On Friday, the U.S. Court of Appeals rejected an attempt by the National Association of Broadcasters (NAB) to delay the FCC’s new rules requiring easily accessible transparency. As per the media reform group Free Press:

“Under the new FCC rules adopted in April, all broadcast TV stations will have to transition their paper public files to an online version. Stations affiliated with a major broadcast network in the top 50 media markets will have to place their political files online starting August 2, 2012. All other TV stations will have to put their political files online starting July 2014.”

According to Ad Week magazine, “The NAB argued that because the political files disclose ad rates, TV stations ‘will suffer irreparable harm’ and ‘place NAB’s members at a distinct disadvantage to their non-broadcast competitors, who will not be required to post rate information on the Internet.’”

“In the brief, one paragraph order, the Court said that the NAB had not ‘satisfied the stringent requirements for a stay pending court review.’ The ruling did not address the merits of the case, which will proceed.”

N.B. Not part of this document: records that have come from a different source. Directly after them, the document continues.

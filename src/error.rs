use thiserror::Error;

/// 翻訳器全体で使うResult型
pub type Result<T> = std::result::Result<T, TranslatorError>;

/// 翻訳器のエラー
#[derive(Debug, Error)]
pub enum TranslatorError {
    /// 設定ファイルの値が不正
    #[error("設定エラー: {0}")]
    Config(String),

    /// 埋め込み次元がヘッド数で割り切れない
    #[error("次元エラー: embed_dim={embed_dim} は n_heads={n_heads} で割り切れません")]
    InvalidDimensions { embed_dim: usize, n_heads: usize },

    /// シーケンス長が位置エンコーディングの範囲を超えている
    #[error("シーケンス長エラー: {0}")]
    Sequence(String),

    /// チェックポイントのテンソル形状が一致しない
    #[error("形状不一致: {tensor} (期待: {expected:?}, 実際: {found:?})")]
    ShapeMismatch {
        tensor: String,
        expected: Vec<usize>,
        found: Vec<usize>,
    },

    /// コーパスの読み込み・変換エラー
    #[error("データエラー: {0}")]
    Data(String),

    /// Burnレコーダーの保存・読み込みエラー
    #[error("レコーダーエラー: {0}")]
    Recorder(String),

    #[error("I/Oエラー: {0}")]
    Io(#[from] std::io::Error),

    #[error("YAMLエラー: {0}")]
    Yaml(#[from] serde_yaml::Error),

    #[error("JSONエラー: {0}")]
    Json(#[from] serde_json::Error),
}

#[cfg(test)]
mod tests {
    use super::*;

    #[test]
    fn test_error_display() {
        let err = TranslatorError::InvalidDimensions {
            embed_dim: 10,
            n_heads: 3,
        };
        assert_eq!(
            err.to_string(),
            "次元エラー: embed_dim=10 は n_heads=3 で割り切れません"
        );
    }

    #[test]
    fn test_shape_mismatch_names_tensor() {
        let err = TranslatorError::ShapeMismatch {
            tensor: "decoder.embedding.weight".to_string(),
            expected: vec![11, 8],
            found: vec![12, 8],
        };
        assert!(err.to_string().contains("decoder.embedding.weight"));
    }
}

“The case, which will proceed” refers to a petition for review filed by the NAB in April, charging, according to the Reuters news service, “that the rules are arbitrary, capricious, violate free speech protections in the U.S. Constitution and go beyond the FCC’s statutory authority.”

Although it will not block Thursday’s implementation of the new rules, that court challenge still stands and “will be debated on its merits,” according to an NAB spokesman. Nonetheless, in the words of Free Press senior policy counsel Corie Wright, “[The] first round victory goes to transparency and the public.”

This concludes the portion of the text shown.